It's that time of the bi-year again. Every two years, the British Animation Awards celebrate the best of what's been happening in the medium, covering the gamut from expensive studio features to tiny student films. And in the middle of it all are the Public Choice Awards, in which 50 or so shorts are toured around the country for a general audience to vote on which ones are best.
In previous years - 2006, 2008 and 2010 - I've written one big piece reviewing all the films up for the Awards, splitting them into the categories of narrative shorts, music videos and commercials. But for reasons which should become apparent shortly, this year I'm going to write three separate review articles, one for each of the programmes which went on tour earlier this month. Don't worry, you'll still get more links than anyone can reasonably handle, with every short accompanied by at least two websites with animator information, clips, or even the whole damn film in several cases. We start, inevitably, with Programme 1.
The Squirrel and the Penguin (Jens Blank & Anna Benner) again takes us into Funny Animal territory, but makes it clear that it knows that's exactly what it's doing: experimenting with zany CGI creatures to see if they can somehow give us a way into understanding the Israel/Palestine situation. The visuals are amusing enough, but they don't seem to be saying anything other than "we don't know quite what to say," and I don't think that's good enough no matter how many layers of post-modern irony you throw on top.

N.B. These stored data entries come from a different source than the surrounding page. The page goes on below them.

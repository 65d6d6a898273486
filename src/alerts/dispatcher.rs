// Copyright (C) 2026 Michael Wilson <mike@mdwn.dev>
//
// This program is free software: you can redistribute it and/or modify it under
// the terms of the GNU General Public License as published by the Free Software
// Foundation, version 3.
//
// This program is distributed in the hope that it will be useful, but WITHOUT
// ANY WARRANTY; without even the implied warranty of MERCHANTABILITY or FITNESS
// FOR A PARTICULAR PURPOSE. See the GNU General Public License for more details.
//
// You should have received a copy of the GNU General Public License along with
// this program. If not, see <https://www.gnu.org/licenses/>.
//

use std::sync::Arc;
use std::time::{Duration, Instant};

use parking_lot::Mutex;
use tracing::{debug, error, info};

use super::{threshold, BufferBank, Category, PendingSlot, PlaybackRequest};
use crate::config::{ConfigurationStore, WarningProfile};
use crate::telemetry::TelemetryRecord;

/// How long a failed aircraft profile load is remembered before telemetry for the same
/// aircraft tries it again.
const FAILED_LOAD_RETRY: Duration = Duration::from_secs(5);

/// Evaluates the profile's thresholds for an angle of attack. Above the warning start the
/// AoA tone plays at an interpolated volume; at or above the stall angle the stall tone plays
/// at its fixed volume. Anything else is silence.
pub fn evaluate(profile: &WarningProfile, aoa: f32) -> Option<PlaybackRequest> {
    if aoa >= profile.stall_warning {
        return Some(request(
            profile,
            Category::StallWarning,
            profile.stall_warning_volume,
        ));
    }
    if aoa > profile.aoa_warning_start {
        let volume = threshold::volume(
            aoa,
            profile.aoa_warning_start,
            profile.aoa_warning_end,
            profile.aoa_warning_start_volume,
            profile.aoa_warning_end_volume,
        );
        return Some(request(profile, Category::AoaWarning, volume));
    }
    None
}

fn request(profile: &WarningProfile, category: Category, volume: f32) -> PlaybackRequest {
    PlaybackRequest {
        category,
        volume,
        balance: profile.balance(category),
        device: profile.device(category).clone(),
    }
}

/// Turns telemetry into playback requests. Cheap to clone; every clone feeds the same slot.
#[derive(Clone)]
pub struct Dispatcher {
    store: Arc<ConfigurationStore>,
    bank: Arc<BufferBank>,
    slot: Arc<PendingSlot>,
    /// The last aircraft whose profile failed to load, and when.
    failed_load: Arc<Mutex<Option<(String, Instant)>>>,
    load_retry: Duration,
}

impl Dispatcher {
    pub fn new(
        store: Arc<ConfigurationStore>,
        bank: Arc<BufferBank>,
        slot: Arc<PendingSlot>,
    ) -> Dispatcher {
        Dispatcher {
            store,
            bank,
            slot,
            failed_load: Arc::new(Mutex::new(None)),
            load_retry: FAILED_LOAD_RETRY,
        }
    }

    #[cfg(test)]
    pub fn with_load_retry(mut self, load_retry: Duration) -> Dispatcher {
        self.load_retry = load_retry;
        self
    }

    /// Handles one telemetry record. Never waits on rendering. Returns the request that was
    /// queued, if any.
    pub fn on_telemetry(&self, record: &TelemetryRecord) -> Option<PlaybackRequest> {
        if let Some(aircraft) = record.aircraft.as_deref() {
            if self.store.active_aircraft().as_deref() != Some(aircraft) {
                self.switch_aircraft(aircraft);
            }
        }

        self.slot.clear();
        let request = evaluate(&self.store.active_profile(), record.aoa)?;
        debug!(
            ias = record.ias,
            aoa = record.aoa,
            category = %request.category,
            volume = request.volume,
            "Queueing warning"
        );
        self.slot.enqueue(request.clone());
        Some(request)
    }

    /// Loads the aircraft's profile and rebuilds the buffers before anything is evaluated
    /// against it. After a failed load, the same aircraft isn't tried again until the retry
    /// interval passes; the previous profile stays active meanwhile.
    fn switch_aircraft(&self, aircraft: &str) {
        let mut failed_load = self.failed_load.lock();
        if let Some((failed, at)) = failed_load.as_ref() {
            if failed == aircraft && at.elapsed() < self.load_retry {
                return;
            }
        }

        info!(aircraft, "Aircraft changed, loading profile");
        match self.store.load(Some(aircraft)) {
            Ok(_) => {
                *failed_load = None;
                drop(failed_load);
                self.bank.refresh(&self.store);
            }
            Err(e) => {
                error!(aircraft, err = %e, retry = ?self.load_retry, "Unable to load aircraft profile");
                *failed_load = Some((aircraft.to_string(), Instant::now()));
            }
        }
    }
}
// Copyright (C) 2026 Michael Wilson <mike@mdwn.dev>
//
// This program is free software: you can redistribute it and/or modify it under
// the terms of the GNU General Public License as published by the Free Software
// Foundation, version 3.
//
// This program is distributed in the hope that it will be useful, but WITHOUT
// ANY WARRANTY; without even the implied warranty of MERCHANTABILITY or FITNESS
// FOR A PARTICULAR PURPOSE. See the GNU General Public License for more details.
//
// You should have received a copy of the GNU General Public License along with
// this program. If not, see <https://www.gnu.org/licenses/>.
//

use std::sync::Arc;
use std::time::Duration;

use crossbeam_channel::{Receiver, RecvTimeoutError};
use tracing::{debug, info, span, warn, Level};

use super::BufferBank;
use crate::config::ConfigurationStore;

/// Polls the active profile for changes and refreshes the store and the buffers.
pub struct HotReloadMonitor {
    store: Arc<ConfigurationStore>,
    bank: Arc<BufferBank>,
    interval: Duration,
}

impl HotReloadMonitor {
    pub fn new(
        store: Arc<ConfigurationStore>,
        bank: Arc<BufferBank>,
        interval: Duration,
    ) -> HotReloadMonitor {
        HotReloadMonitor {
            store,
            bank,
            interval,
        }
    }

    /// Runs a single poll. The buffers are refreshed on every poll so that edited assets are
    /// picked up even when the profile itself is unchanged. Returns true if the profile was
    /// reloaded.
    pub fn poll_once(&self) -> bool {
        let reloaded = match self.store.reload_if_modified() {
            Ok(Some(profile)) => {
                info!(
                    aircraft = self.store.active_aircraft().as_deref().unwrap_or("default"),
                    aoa_warning_start = profile.aoa_warning_start,
                    aoa_warning_end = profile.aoa_warning_end,
                    stall_warning = profile.stall_warning,
                    "Profile reloaded"
                );
                true
            }
            Ok(None) => false,
            Err(e) => {
                warn!(err = %e, "Unable to check profile for changes");
                false
            }
        };

        let rebuilt = self.bank.refresh(&self.store);
        if rebuilt > 0 {
            debug!(rebuilt, "Warning buffers rebuilt");
        }
        reloaded
    }

    /// Polls until the shutdown channel receives a message or is disconnected.
    pub fn run(&self, shutdown: Receiver<()>) {
        let span = span!(Level::INFO, "hot reload");
        let _enter = span.enter();
        info!(interval = ?self.interval, "Hot-reload monitor started");

        loop {
            match shutdown.recv_timeout(self.interval) {
                Err(RecvTimeoutError::Timeout) => {
                    self.poll_once();
                }
                Ok(()) | Err(RecvTimeoutError::Disconnected) => break,
            }
        }

        info!("Hot-reload monitor stopped");
    }
}
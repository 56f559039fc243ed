#![allow(dead_code)]

use linktrack::config::Configuration;
use linktrack::domain::{Metadata, metadata_from};
use serde_json::json;

pub const BASE_URL: &str = "https://trackingdomain.com/path/";
pub const WEBHOOK_URL: &str = "http://requestb.in/123";

/// Known-good Fernet key (URL-safe base64 of 32 bytes).
pub const TEST_KEY: &str = "cw_0x689RpI-jtRR7oE8h_eQsKImvJapLeSbXpwF4e4=";
pub const OTHER_KEY: &str = "AAECAwQFBgcICQoLDA0ODxAREhMUFRYXGBkaGxwdHh8=";

pub fn customer_metadata() -> Metadata {
    metadata_from(&json!({"customer_id": 1})).unwrap()
}

pub fn plain_config() -> Configuration {
    Configuration::builder()
        .base_open_tracking_url(BASE_URL)
        .base_click_tracking_url(BASE_URL)
        .build()
        .unwrap()
}

pub fn encrypted_config(key: &str) -> Configuration {
    Configuration::builder()
        .base_open_tracking_url(BASE_URL)
        .base_click_tracking_url(BASE_URL)
        .encryption_key(key)
        .build()
        .unwrap()
}

pub fn tracking_config() -> Configuration {
    Configuration::builder()
        .base_open_tracking_url("https://t.example.com/open/")
        .base_click_tracking_url("https://t.example.com/click/")
        .build()
        .unwrap()
}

From there, we move into two shorts which appeared in last year's LFF programmes, and therefore have already been reviewed here. Both of them still hold up, I think. Tchaikovsky - an elegy (Barry JC Purves) is a detailed character study based around the composer's life and work, with a spectacular 'performance' by Tchaikovsky at its heart. (This brief making-of shows how much effort Purves puts into his character animation.) And Slow Derek (Daniel Ojari) is another one of those shorts designed to delight physics graduates, finding clever ways to depict the way the human mind could collapse if we realised what was really going on around us. By comparison, Get Well Soon: Zoe (Kim Alexander) is a jolly little piece, part of a series commissioned by 12foot6 where conversations about injuries are illustrated in a variety of styles. (More of these will follow.) And Unorganised Crime (Dane Winn, Charlie Miller, Constantinos Mavromichalis, Daisy Hynes & Sophie Grimwood) is a student film from UWE Bristol, its wonky-edged CG the perfect match for the silliness of its story about a narcoleptic bank robber.
From there, it's on to the music videos, although this programme's selection is a slightly feeble one. Which is a surprising thing to say when it kicks off with Gorillaz: Stylo (Pete Candeland & Jamie Hewlett), but it has to be admitted that this promo isn't up to the band's usual standard. The balance between live-action and animation is skewed far too heavily towards the former, particularly when it's surrounded by all this animation: and that live-action is sluggishly directed, somehow turning the idea of 'Bruce Willis in a car chase' into something a little bit dull. Big Scary: Mix Tape (Alice Dupre) has a nice idea at its core - using complex computer animation to recreate the effects of old-fashioned zoetropes - but then completely fails to develop it. And TV on the Radio: Second Song (Mikey Please) is an ambitious piece of mixed-media world building, but it's not done any favours by the frankly unmemorable song it's made to accompany.
Back to the narrative films with Spin (Max Hattler), a neat little bit of satire that starts off with a simple idea - a Busby Berkeley-style dance number for toy soldiers - and then gives it a smart twist just as you think you've worked it out. Then there's Bertie Crisp (Francesca Adams), a student film with a surprisingly heavyweight voice cast. Mark Benton and Kathy Burke play a childless couple who covet the offspring of next-door neighbour Tamsin Greig, in what's to all intents and purposes a funny-animal remake of Raising Arizona, but with slightly less OTT ambition than the original when it comes to the visual gags. It's amusing enough, though.
Surprisingly, the point where this programme really takes off is in the closing collection of commercials. Toyota: Auto Biography (Julia Pott) is a lovely example of how much imaginatively drawn visuals can add to a straightforward interview with a car owner, particularly when that car owner comes across as a bit of a dick if you're just listening to him. Kia Soul: This or That (Antoine Bardou-Jacquet) uses jaw-droppingly photorealistic hip-hop hamsters and a barrage of glorious sight gags to ensure that your first response on seeing the ad is to want to hit the rewind button - that's most of the advertisers' work done for them right there. It's the same response generated by Intel: The Chase (Smith & Foulkes), which takes all the things that we use computers for and bundles them into a genuinely exciting chase narrative. (Take note, Gorillaz.)